For HPLC, we used a Gynkotek model 480 pump with pulse damper, a Waters^TM 717 plus Autosampler, and an in-line DeJour X-Act HPLC degassing unit. For on-line detection, we used a DECADE electrochemical detector (Antec, Leyden, The Netherlands) equipped with an in-line cell (model 5011) containing dual porous graphite coulometric electrodes in series (ESA Analytical Ltd., Aylesbury, Buckinghamshire, UK) and an amperometric wall jet electrode situated immediately downstream (Antec model VT-03). Chromatographic data were captured using a data chromatography manager (Waters).

Urine collection and human subject protocols
Twenty four hour and spot urine collections were made into plastic containers. Owing to the photosensitive nature of the metabolites, the urine containers were protected from sources of strong light. Urine collections were stored at room temperature for the duration of the collection period, and aliquots were frozen at –70°C until analysis. No significant metabolite loss occurred under these conditions.

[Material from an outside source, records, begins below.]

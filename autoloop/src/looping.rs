//! Multi-session loop for `autoloop run`.

use std::path::Path;
use std::thread;

use anyhow::{Result, anyhow};
use tracing::{debug, info};

use crate::core::reconcile::reconcile_tasks;
use crate::core::scheduler::{
    Progress, blocked_ids, is_run_complete, next_eligible, progress, resumable,
};
use crate::core::task::Task;
use crate::io::checks::CheckRunner;
use crate::io::config::load_config;
use crate::io::executor::Executor;
use crate::io::init::RunPaths;
use crate::io::run_state::load_run_state_or_none;
use crate::io::task_store::load_tasks_or_empty;
use crate::io::verification_store::load_ledger_or_default;
use crate::session::{SessionContext, SessionEvent, SessionTarget, run_session};

/// What the next session should do, decided from the stored flags and tasks.
#[derive(Debug, Clone, PartialEq, Eq)]
pub enum Selection {
    Complete,
    Next(SessionTarget),
    /// Nothing in progress, nothing eligible, and the run is not complete.
    Stuck { blocked: Vec<String> },
}

/// Pick the next session target: the initializer until tasks exist, then the
/// first in-progress task, then the first eligible one.
pub fn select(initialized: bool, tasks: &[Task]) -> Selection {
    if initialized && is_run_complete(tasks) {
        return Selection::Complete;
    }
    if !initialized || tasks.is_empty() {
        return Selection::Next(SessionTarget::Initialize);
    }
    match resumable(tasks).or_else(|| next_eligible(tasks)) {
        Some(task) => Selection::Next(SessionTarget::Task(task.id.clone())),
        None => Selection::Stuck {
            blocked: blocked_ids(tasks),
        },
    }
}

/// Reason why `run_loop` stopped.
#[derive(Debug, Clone, PartialEq, Eq)]
pub enum LoopStop {
    /// Every task is completed or skipped, or the executor declared success.
    Complete { declared: Option<String> },
    Stuck { blocked: Vec<String> },
    /// The session bound for this invocation was reached.
    MaxSessions { max_sessions: u32 },
}

/// Summary of a loop invocation.
#[derive(Debug, Clone, PartialEq)]
pub struct LoopOutcome {
    pub started_at_session: u32,
    pub sessions_executed: u32,
    pub transport_errors: u32,
    pub progress: Progress,
    pub stop: LoopStop,
}

#[derive(Debug, Clone, Default)]
pub struct LoopOptions {
    /// Overrides `max_sessions` from config for this invocation.
    pub max_sessions: Option<u32>,
}

/// Run sessions until the run completes, gets stuck, or the session bound is
/// reached.
///
/// A complete or stuck run returns before anything is written. Transport
/// failures are retried inside the session; any other error stops the loop
/// with state as last persisted.
pub fn run_loop<E: Executor, C: CheckRunner, F: FnMut(&SessionEvent<'_>)>(
    workdir: &Path,
    executor: &E,
    checks: &C,
    options: &LoopOptions,
    mut on_event: F,
) -> Result<LoopOutcome> {
    let paths = RunPaths::new(workdir);
    let mut state = load_run_state_or_none(&paths.state_path).ok_or_else(|| {
        anyhow!(
            "run not started in {} (run `autoloop start` first)",
            workdir.display()
        )
    })?;
    let config = load_config(&paths.config_path)?;
    let max_sessions = options.max_sessions.or(config.max_sessions);
    let ctx = SessionContext {
        paths: &paths,
        config: &config,
        executor,
        checks,
    };

    let started_at_session = state.session_count;
    let mut sessions_executed = 0u32;
    let mut transport_errors = 0u32;
    let mut tasks: Vec<Task> = Vec::new();
    let mut ledger = load_ledger_or_default(&paths.verification_path);

    let finish = |stop: LoopStop, tasks: &[Task], executed: u32, errors: u32| LoopOutcome {
        started_at_session,
        sessions_executed: executed,
        transport_errors: errors,
        progress: progress(tasks),
        stop,
    };

    loop {
        // Authoritative reload: the executor may have rewritten the file.
        let reloaded = load_tasks_or_empty(&paths.tasks_path);
        tasks = if sessions_executed == 0 {
            reloaded
        } else {
            reconcile_tasks(&tasks, reloaded, &ledger.exhausted_tasks(), chrono::Utc::now()).0
        };

        let target = match select(state.initialized, &tasks) {
            Selection::Complete => {
                info!(sessions_executed, "run complete");
                let stop = LoopStop::Complete { declared: None };
                return Ok(finish(stop, &tasks, sessions_executed, transport_errors));
            }
            Selection::Stuck { blocked } => {
                info!(?blocked, "no eligible task; run is stuck");
                let stop = LoopStop::Stuck { blocked };
                return Ok(finish(stop, &tasks, sessions_executed, transport_errors));
            }
            Selection::Next(target) => target,
        };

        if let Some(max) = max_sessions.filter(|max| sessions_executed >= *max) {
            info!(max_sessions = max, "session bound reached");
            let stop = LoopStop::MaxSessions { max_sessions: max };
            return Ok(finish(stop, &tasks, sessions_executed, transport_errors));
        }

        let (report, reconciled) =
            run_session(&ctx, &mut state, tasks, &mut ledger, target, &mut on_event)?;
        tasks = reconciled;
        sessions_executed += 1;
        transport_errors += report.transport_errors;

        if state.initialized && is_run_complete(&tasks) {
            info!(sessions_executed, "run complete");
            let stop = LoopStop::Complete { declared: None };
            return Ok(finish(stop, &tasks, sessions_executed, transport_errors));
        }
        let declared = match (&report.target, &report.completion_phrase) {
            (SessionTarget::Task(_), Some(phrase)) if !report.verification_failed() => Some(phrase),
            _ => None,
        };
        if let Some(phrase) = declared {
            info!(phrase = %phrase, "executor declared completion");
            let stop = LoopStop::Complete {
                declared: Some(phrase.clone()),
            };
            return Ok(finish(stop, &tasks, sessions_executed, transport_errors));
        }

        debug!(delay_secs = config.session_delay_secs, "sleeping before next session");
        thread::sleep(config.session_delay());
    }
}
//! Verification check runner abstraction.
//!
//! [`CheckRunner`] decouples the verification controller from process
//! spawning; tests use scripted runners.

use std::path::Path;
use std::time::Duration;

use anyhow::Result;
use tracing::{info, instrument};

use crate::io::process::{run_command_with_timeout, shell_command};

/// Result of one check command.
#[derive(Debug, Clone, PartialEq, Eq)]
pub struct CheckOutput {
    pub success: bool,
    pub timed_out: bool,
    pub output: String,
}

pub trait CheckRunner {
    /// Run `command` in `workdir`. A failing or timed-out command is `Ok` with
    /// `success == false`; `Err` is reserved for being unable to run it at all.
    fn run_check(&self, command: &str, workdir: &Path, timeout: Duration) -> Result<CheckOutput>;
}

/// Runs checks through `sh -c`.
#[derive(Debug, Clone)]
pub struct ShellCheckRunner {
    pub output_limit_bytes: usize,
}

impl CheckRunner for ShellCheckRunner {
    #[instrument(skip_all, fields(command = %command, timeout_secs = timeout.as_secs()))]
    fn run_check(&self, command: &str, workdir: &Path, timeout: Duration) -> Result<CheckOutput> {
        let output = run_command_with_timeout(
            shell_command(command, workdir),
            timeout,
            self.output_limit_bytes,
        )?;
        let success = output.succeeded();
        info!(success, timed_out = output.timed_out, "check finished");
        Ok(CheckOutput {
            success,
            timed_out: output.timed_out,
            output: output.combined_text(),
        })
    }
}
//! Run state storage (`.autoloop/state.json`).

use std::fs;
use std::path::{Path, PathBuf};

use anyhow::{Context, Result};
use chrono::{DateTime, Utc};
use serde::{Deserialize, Serialize};
use tracing::{debug, warn};

use crate::auth::AuthorizationPolicy;
use crate::core::run::{RunKind, RunPhase};
use crate::io::atomic::write_json_atomic;

/// One record per orchestration run.
#[derive(Debug, Clone, Serialize, Deserialize, PartialEq)]
pub struct RunState {
    /// Run kind and its payload.
    pub kind: RunKind,
    /// Set once the initializer session has produced a task list.
    pub initialized: bool,
    /// Completed sessions so far. Transport-error retries do not count.
    pub session_count: u32,
    pub created_at: DateTime<Utc>,
    pub updated_at: DateTime<Utc>,
    pub workdir: PathBuf,
    /// Model identifier handed to the executor.
    #[serde(default, skip_serializing_if = "Option::is_none")]
    pub model: Option<String>,
    #[serde(default, skip_serializing_if = "Option::is_none")]
    pub policy: Option<AuthorizationPolicy>,
}

impl RunState {
    pub fn new(
        kind: RunKind,
        workdir: PathBuf,
        model: Option<String>,
        policy: Option<AuthorizationPolicy>,
        now: DateTime<Utc>,
    ) -> Self {
        Self {
            kind,
            initialized: false,
            session_count: 0,
            created_at: now,
            updated_at: now,
            workdir,
            model,
            policy,
        }
    }

    /// Phase implied by the stored flags and the current task list.
    pub fn phase(&self, has_tasks: bool, complete: bool) -> RunPhase {
        if complete {
            RunPhase::Complete
        } else if self.initialized && has_tasks {
            RunPhase::Working
        } else if self.session_count > 0 {
            RunPhase::Initializing
        } else {
            RunPhase::Fresh
        }
    }
}

/// Load run state from disk.
pub fn load_run_state(path: &Path) -> Result<RunState> {
    debug!(path = %path.display(), "loading run state");
    let contents =
        fs::read_to_string(path).with_context(|| format!("read run state {}", path.display()))?;
    let state: RunState = serde_json::from_str(&contents)
        .with_context(|| format!("parse run state {}", path.display()))?;
    debug!(kind = state.kind.label(), sessions = state.session_count, "run state loaded");
    Ok(state)
}

/// Load run state, treating a missing or unreadable file as "no run".
pub fn load_run_state_or_none(path: &Path) -> Option<RunState> {
    if !path.exists() {
        return None;
    }
    match load_run_state(path) {
        Ok(state) => Some(state),
        Err(err) => {
            warn!(path = %path.display(), err = %format!("{err:#}"), "ignoring malformed run state");
            None
        }
    }
}

/// Atomically write run state to disk.
pub fn write_run_state(path: &Path, state: &RunState) -> Result<()> {
    debug!(path = %path.display(), sessions = state.session_count, "writing run state");
    write_json_atomic(path, state)
}
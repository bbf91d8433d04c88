//! Read-only views of a run: `autoloop status`, `next` and `validate`.
//!
//! Nothing here writes to `.autoloop/`.

use std::fs;
use std::path::Path;

use anyhow::{Context, Result, anyhow};
use serde::Serialize;

use crate::core::reconcile::validate_tasks;
use crate::core::run::RunPhase;
use crate::core::scheduler::{Progress, blocked_ids, is_run_complete, progress};
use crate::io::config::load_config;
use crate::io::init::RunPaths;
use crate::io::run_state::{load_run_state, load_run_state_or_none};
use crate::io::task_store::{load_tasks, load_tasks_or_empty};
use crate::io::verification_store::{VerificationLedger, load_ledger_or_default};
use crate::looping::{Selection, select};
use crate::session::SessionTarget;

#[derive(Debug, Clone, Serialize)]
pub struct TaskAttempts {
    pub task_id: String,
    pub attempts: u32,
    pub passed: bool,
}

/// Snapshot of a run for operators.
#[derive(Debug, Clone, Serialize)]
pub struct StatusReport {
    pub kind: String,
    pub phase: RunPhase,
    pub session_count: u32,
    pub progress: Progress,
    /// Task the next session would target; `None` before initialization.
    pub next_task: Option<String>,
    pub stuck: bool,
    pub blocked: Vec<String>,
    pub verification: Vec<TaskAttempts>,
}

impl StatusReport {
    pub fn is_complete(&self) -> bool {
        self.phase == RunPhase::Complete
    }

    pub fn render_text(&self) -> String {
        let mut buf = format!(
            "{} run, {} after {} session(s)\n{}\n",
            self.kind,
            self.phase.as_str(),
            self.session_count,
            self.progress.summary()
        );
        if let Some(next) = &self.next_task {
            buf.push_str(&format!("next: {next}\n"));
        }
        if self.stuck {
            buf.push_str("stuck: no task is in progress or eligible\n");
        }
        if !self.blocked.is_empty() {
            buf.push_str(&format!("blocked: {}\n", self.blocked.join(", ")));
        }
        for entry in &self.verification {
            let verdict = if entry.passed { "passed" } else { "failing" };
            buf.push_str(&format!(
                "verification {}: {} attempt(s), {verdict}\n",
                entry.task_id, entry.attempts
            ));
        }
        buf
    }
}

/// Build the status report for the run in `workdir`.
pub fn run_status(workdir: &Path) -> Result<StatusReport> {
    let paths = RunPaths::new(workdir);
    let state = load_run_state_or_none(&paths.state_path)
        .ok_or_else(|| anyhow!("run not started in {}", workdir.display()))?;
    let tasks = load_tasks_or_empty(&paths.tasks_path);
    let ledger = load_ledger_or_default(&paths.verification_path);

    let selection = select(state.initialized, &tasks);
    let (next_task, stuck) = match &selection {
        Selection::Next(SessionTarget::Task(id)) => (Some(id.clone()), false),
        Selection::Stuck { .. } => (None, true),
        _ => (None, false),
    };
    let verification = tasks
        .iter()
        .filter(|task| ledger.attempts(&task.id) > 0)
        .map(|task| TaskAttempts {
            task_id: task.id.clone(),
            attempts: ledger.attempts(&task.id),
            passed: ledger.latest(&task.id).is_some_and(|r| r.passed()),
        })
        .collect();

    let complete = state.initialized && is_run_complete(&tasks);
    Ok(StatusReport {
        kind: state.kind.label().to_string(),
        phase: state.phase(!tasks.is_empty(), complete),
        session_count: state.session_count,
        progress: progress(&tasks),
        next_task,
        stuck,
        blocked: blocked_ids(&tasks),
        verification,
    })
}

/// What `autoloop next` prints.
pub fn next_selection(workdir: &Path) -> Result<Selection> {
    let paths = RunPaths::new(workdir);
    let state = load_run_state_or_none(&paths.state_path)
        .ok_or_else(|| anyhow!("run not started in {}", workdir.display()))?;
    Ok(select(state.initialized, &load_tasks_or_empty(&paths.tasks_path)))
}

/// Problems found by `autoloop validate`; empty means the run directory is
/// usable. Unlike the loop, malformed files are reported rather than ignored.
pub fn validate_run(workdir: &Path) -> Result<Vec<String>> {
    let paths = RunPaths::new(workdir);
    let mut problems = Vec::new();

    if !paths.run_dir.is_dir() {
        return Ok(vec![format!("{} does not exist", paths.run_dir.display())]);
    }
    if let Err(err) = load_run_state(&paths.state_path) {
        problems.push(format!("state.json: {err:#}"));
    }
    if let Err(err) = load_config(&paths.config_path) {
        problems.push(format!("config.toml: {err:#}"));
    }

    match load_tasks(&paths.tasks_path) {
        Ok(tasks) => problems.extend(validate_tasks(&tasks)),
        Err(err) => problems.push(format!("tasks.json: {err:#}")),
    }

    if paths.verification_path.exists()
        && let Err(err) = read_ledger(&paths.verification_path)
    {
        problems.push(format!("verification.json: {err:#}"));
    }
    Ok(problems)
}

fn read_ledger(path: &Path) -> Result<VerificationLedger> {
    let contents = fs::read_to_string(path).with_context(|| format!("read {}", path.display()))?;
    serde_json::from_str(&contents).with_context(|| format!("parse {}", path.display()))
}
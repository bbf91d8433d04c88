//! Stable exit codes for autoloop CLI commands.

/// Command succeeded, the run is complete, or a command was authorized.
pub const OK: i32 = 0;
/// Invalid run directory, configuration or task file, or any other error.
pub const INVALID: i32 = 1;
/// The run stopped before completion and can be resumed, or `next` found no
/// eligible task.
pub const INCOMPLETE: i32 = 2;
/// `authorize` denied the command, or `run` stopped on a stuck task graph.
pub const DENIED: i32 = 3;
/// Alias of [`DENIED`] for the stuck-loop outcome.
pub const STUCK: i32 = DENIED;
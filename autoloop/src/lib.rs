//! Resumable multi-session orchestrator for an external code-editing agent.
//!
//! A run lives in one working directory. Each session hands the agent a
//! prompt for one task, answers its tool-use requests through the
//! authorization engine, and afterwards reloads the task file the agent edited.
//! Verification checks gate completed tasks, with a bounded retry budget.
//!
//! - **[`core`]**: Pure, deterministic logic (scheduling, reconciliation,
//!   verification classification). No I/O, fully testable in isolation.
//! - **[`auth`]**: Command authorization: tokenizer, blocklist, per-program
//!   validators and presets. Decisions are values, never errors.
//! - **[`io`]**: Side-effecting operations (run directory files, processes,
//!   prompts, the executor bridge). Isolated behind traits for tests.
//!
//! Orchestration modules ([`start`], [`session`], [`looping`], [`verify`],
//! [`status`]) coordinate core logic with I/O to implement CLI commands.

pub mod auth;
pub mod core;
pub mod exit_codes;
pub mod io;
pub mod logging;
pub mod looping;
pub mod session;
pub mod start;
pub mod status;
#[cfg(any(test, feature = "test-support"))]
pub mod test_support;
pub mod verify;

We investigated urinary 5C- and 7C-aglycone excretion in healthy adult volunteers. Measurements were made in spot or 24 h urine collections in both unsupplemented and vitamin K-supplemented subjects. For the supplementation studies, the subjects took different forms of vitamin K orally at doses previously used for the treatment or prevention of several pathologies. The vitamin K compounds used were K₁ (2 mg and 50 mg) (29); two homologs representative of the MK series, MK-4 (45 mg) (30) and MK-7 (1 mg) (31); and K₃ (20 mg) (5). The amounts of 5C- and 7C-aglycone excreted in the urine were measured before and after supplementation.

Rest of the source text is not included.